Items from a dataset:
______________________________
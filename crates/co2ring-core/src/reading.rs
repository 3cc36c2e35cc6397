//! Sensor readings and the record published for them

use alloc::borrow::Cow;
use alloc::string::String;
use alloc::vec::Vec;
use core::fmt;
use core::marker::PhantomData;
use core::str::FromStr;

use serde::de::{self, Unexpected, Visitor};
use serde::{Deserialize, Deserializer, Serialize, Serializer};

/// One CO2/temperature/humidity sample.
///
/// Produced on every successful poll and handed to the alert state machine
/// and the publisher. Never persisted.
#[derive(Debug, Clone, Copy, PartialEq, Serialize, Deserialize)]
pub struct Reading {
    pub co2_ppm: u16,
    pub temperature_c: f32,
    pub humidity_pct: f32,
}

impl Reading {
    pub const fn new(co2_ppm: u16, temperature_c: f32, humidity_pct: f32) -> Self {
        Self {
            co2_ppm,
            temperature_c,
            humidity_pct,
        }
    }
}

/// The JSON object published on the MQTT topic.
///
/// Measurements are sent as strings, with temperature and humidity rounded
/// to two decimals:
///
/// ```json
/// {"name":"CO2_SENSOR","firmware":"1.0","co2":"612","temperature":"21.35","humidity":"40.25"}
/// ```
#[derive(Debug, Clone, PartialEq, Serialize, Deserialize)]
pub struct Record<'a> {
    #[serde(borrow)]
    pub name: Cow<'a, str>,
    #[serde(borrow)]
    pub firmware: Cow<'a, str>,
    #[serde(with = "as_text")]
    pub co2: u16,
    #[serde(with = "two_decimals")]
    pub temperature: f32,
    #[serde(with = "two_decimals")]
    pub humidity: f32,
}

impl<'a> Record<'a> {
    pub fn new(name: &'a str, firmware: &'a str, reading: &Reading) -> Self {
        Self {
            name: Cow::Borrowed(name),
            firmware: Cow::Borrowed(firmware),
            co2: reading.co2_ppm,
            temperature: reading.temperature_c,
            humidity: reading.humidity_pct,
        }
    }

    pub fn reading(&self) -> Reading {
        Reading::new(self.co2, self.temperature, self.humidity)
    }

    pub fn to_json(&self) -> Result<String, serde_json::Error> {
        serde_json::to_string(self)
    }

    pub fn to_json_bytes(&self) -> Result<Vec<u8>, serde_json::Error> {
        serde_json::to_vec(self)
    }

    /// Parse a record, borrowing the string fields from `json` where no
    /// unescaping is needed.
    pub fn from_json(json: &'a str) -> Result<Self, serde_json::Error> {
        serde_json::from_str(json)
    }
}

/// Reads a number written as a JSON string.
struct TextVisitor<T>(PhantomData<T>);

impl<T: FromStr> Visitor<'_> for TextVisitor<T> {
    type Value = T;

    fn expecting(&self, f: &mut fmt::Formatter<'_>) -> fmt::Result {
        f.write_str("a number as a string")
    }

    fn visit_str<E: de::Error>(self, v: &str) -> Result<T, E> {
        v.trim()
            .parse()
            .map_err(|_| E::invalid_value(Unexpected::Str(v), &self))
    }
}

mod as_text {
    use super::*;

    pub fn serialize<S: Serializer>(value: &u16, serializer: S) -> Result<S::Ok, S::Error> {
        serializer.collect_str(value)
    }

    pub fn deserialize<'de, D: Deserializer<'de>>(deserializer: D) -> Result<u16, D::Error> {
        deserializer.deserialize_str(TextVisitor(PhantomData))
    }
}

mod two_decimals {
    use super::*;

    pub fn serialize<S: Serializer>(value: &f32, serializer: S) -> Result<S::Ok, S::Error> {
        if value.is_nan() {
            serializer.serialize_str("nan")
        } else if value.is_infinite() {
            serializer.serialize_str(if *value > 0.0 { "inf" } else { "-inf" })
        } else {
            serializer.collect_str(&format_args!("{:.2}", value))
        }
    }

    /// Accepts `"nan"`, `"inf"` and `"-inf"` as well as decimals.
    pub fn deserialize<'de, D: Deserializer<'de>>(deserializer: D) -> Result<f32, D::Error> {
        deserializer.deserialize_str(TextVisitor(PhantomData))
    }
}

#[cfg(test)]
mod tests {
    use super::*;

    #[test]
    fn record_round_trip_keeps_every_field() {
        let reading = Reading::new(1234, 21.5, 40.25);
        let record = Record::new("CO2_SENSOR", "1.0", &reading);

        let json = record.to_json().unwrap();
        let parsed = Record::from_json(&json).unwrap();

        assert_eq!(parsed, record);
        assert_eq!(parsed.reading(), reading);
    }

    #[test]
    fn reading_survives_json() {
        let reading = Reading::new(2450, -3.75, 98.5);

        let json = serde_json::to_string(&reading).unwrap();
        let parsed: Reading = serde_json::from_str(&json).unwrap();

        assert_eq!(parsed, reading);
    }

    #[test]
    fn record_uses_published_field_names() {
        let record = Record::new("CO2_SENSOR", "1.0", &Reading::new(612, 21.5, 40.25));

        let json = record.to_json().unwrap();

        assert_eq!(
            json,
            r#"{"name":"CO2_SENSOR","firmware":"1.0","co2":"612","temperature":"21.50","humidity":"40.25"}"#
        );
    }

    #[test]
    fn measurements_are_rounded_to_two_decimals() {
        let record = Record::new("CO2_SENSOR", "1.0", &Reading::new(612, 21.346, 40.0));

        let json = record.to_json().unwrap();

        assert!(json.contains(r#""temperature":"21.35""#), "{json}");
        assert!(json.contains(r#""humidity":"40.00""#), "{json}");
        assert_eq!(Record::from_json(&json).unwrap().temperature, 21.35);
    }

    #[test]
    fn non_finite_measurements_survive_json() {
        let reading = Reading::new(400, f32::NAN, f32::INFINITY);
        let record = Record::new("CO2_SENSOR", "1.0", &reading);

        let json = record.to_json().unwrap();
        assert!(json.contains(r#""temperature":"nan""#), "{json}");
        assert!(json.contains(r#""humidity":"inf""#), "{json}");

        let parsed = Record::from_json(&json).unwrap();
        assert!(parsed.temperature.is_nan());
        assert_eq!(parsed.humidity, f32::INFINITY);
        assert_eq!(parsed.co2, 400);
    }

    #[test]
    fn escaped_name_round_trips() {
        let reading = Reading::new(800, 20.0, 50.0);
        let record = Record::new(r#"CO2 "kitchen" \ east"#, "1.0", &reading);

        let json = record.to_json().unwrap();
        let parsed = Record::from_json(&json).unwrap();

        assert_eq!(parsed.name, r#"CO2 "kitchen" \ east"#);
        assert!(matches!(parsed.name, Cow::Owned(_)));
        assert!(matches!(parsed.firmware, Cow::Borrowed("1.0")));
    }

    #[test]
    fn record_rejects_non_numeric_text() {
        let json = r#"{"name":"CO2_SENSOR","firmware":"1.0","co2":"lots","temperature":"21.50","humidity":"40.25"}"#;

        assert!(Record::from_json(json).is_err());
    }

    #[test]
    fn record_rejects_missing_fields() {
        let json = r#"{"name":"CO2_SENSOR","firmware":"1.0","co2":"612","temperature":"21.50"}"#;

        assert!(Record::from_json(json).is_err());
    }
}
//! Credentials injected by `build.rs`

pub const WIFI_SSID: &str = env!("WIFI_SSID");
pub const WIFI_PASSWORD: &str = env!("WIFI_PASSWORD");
______________________________
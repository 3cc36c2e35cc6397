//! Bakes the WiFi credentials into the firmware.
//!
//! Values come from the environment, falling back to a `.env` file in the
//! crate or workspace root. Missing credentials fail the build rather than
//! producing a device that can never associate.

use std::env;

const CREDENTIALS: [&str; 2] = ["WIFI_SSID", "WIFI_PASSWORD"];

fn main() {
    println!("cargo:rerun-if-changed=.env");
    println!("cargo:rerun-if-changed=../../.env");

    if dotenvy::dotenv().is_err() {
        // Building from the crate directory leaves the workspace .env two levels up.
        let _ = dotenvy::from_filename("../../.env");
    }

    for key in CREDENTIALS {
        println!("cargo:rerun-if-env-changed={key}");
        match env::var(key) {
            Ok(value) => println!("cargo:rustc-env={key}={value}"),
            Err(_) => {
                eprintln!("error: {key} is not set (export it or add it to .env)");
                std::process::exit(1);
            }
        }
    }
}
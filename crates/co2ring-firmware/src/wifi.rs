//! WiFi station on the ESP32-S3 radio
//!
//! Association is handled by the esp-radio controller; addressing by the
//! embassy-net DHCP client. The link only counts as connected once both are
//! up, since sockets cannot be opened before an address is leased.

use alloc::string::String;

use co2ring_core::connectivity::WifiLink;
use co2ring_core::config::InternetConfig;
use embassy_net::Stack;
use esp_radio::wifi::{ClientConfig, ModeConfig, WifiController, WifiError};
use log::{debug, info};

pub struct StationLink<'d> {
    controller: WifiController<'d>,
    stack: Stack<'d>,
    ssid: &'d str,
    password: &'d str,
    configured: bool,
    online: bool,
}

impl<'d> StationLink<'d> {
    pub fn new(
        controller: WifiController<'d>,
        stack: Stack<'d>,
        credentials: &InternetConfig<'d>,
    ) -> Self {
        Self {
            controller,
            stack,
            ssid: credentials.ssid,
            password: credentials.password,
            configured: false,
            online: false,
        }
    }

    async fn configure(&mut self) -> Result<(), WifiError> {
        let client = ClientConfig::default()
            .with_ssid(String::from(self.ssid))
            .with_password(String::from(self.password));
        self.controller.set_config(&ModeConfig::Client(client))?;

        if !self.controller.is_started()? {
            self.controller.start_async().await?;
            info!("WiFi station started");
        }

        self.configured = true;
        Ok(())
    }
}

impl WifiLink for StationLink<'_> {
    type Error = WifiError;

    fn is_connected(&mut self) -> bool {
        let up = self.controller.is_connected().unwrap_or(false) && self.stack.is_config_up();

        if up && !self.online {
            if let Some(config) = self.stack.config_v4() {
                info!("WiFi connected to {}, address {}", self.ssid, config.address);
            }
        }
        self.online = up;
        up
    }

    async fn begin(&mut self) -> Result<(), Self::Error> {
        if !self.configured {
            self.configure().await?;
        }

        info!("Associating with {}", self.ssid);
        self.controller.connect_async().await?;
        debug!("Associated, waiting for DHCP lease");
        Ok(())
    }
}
______________________________
Please show every line of the records that holds the word "else".

Output of the task:
        } else if value.is_infinite() {
            serializer.serialize_str(if *value > 0.0 { "inf" } else { "-inf" })
        } else {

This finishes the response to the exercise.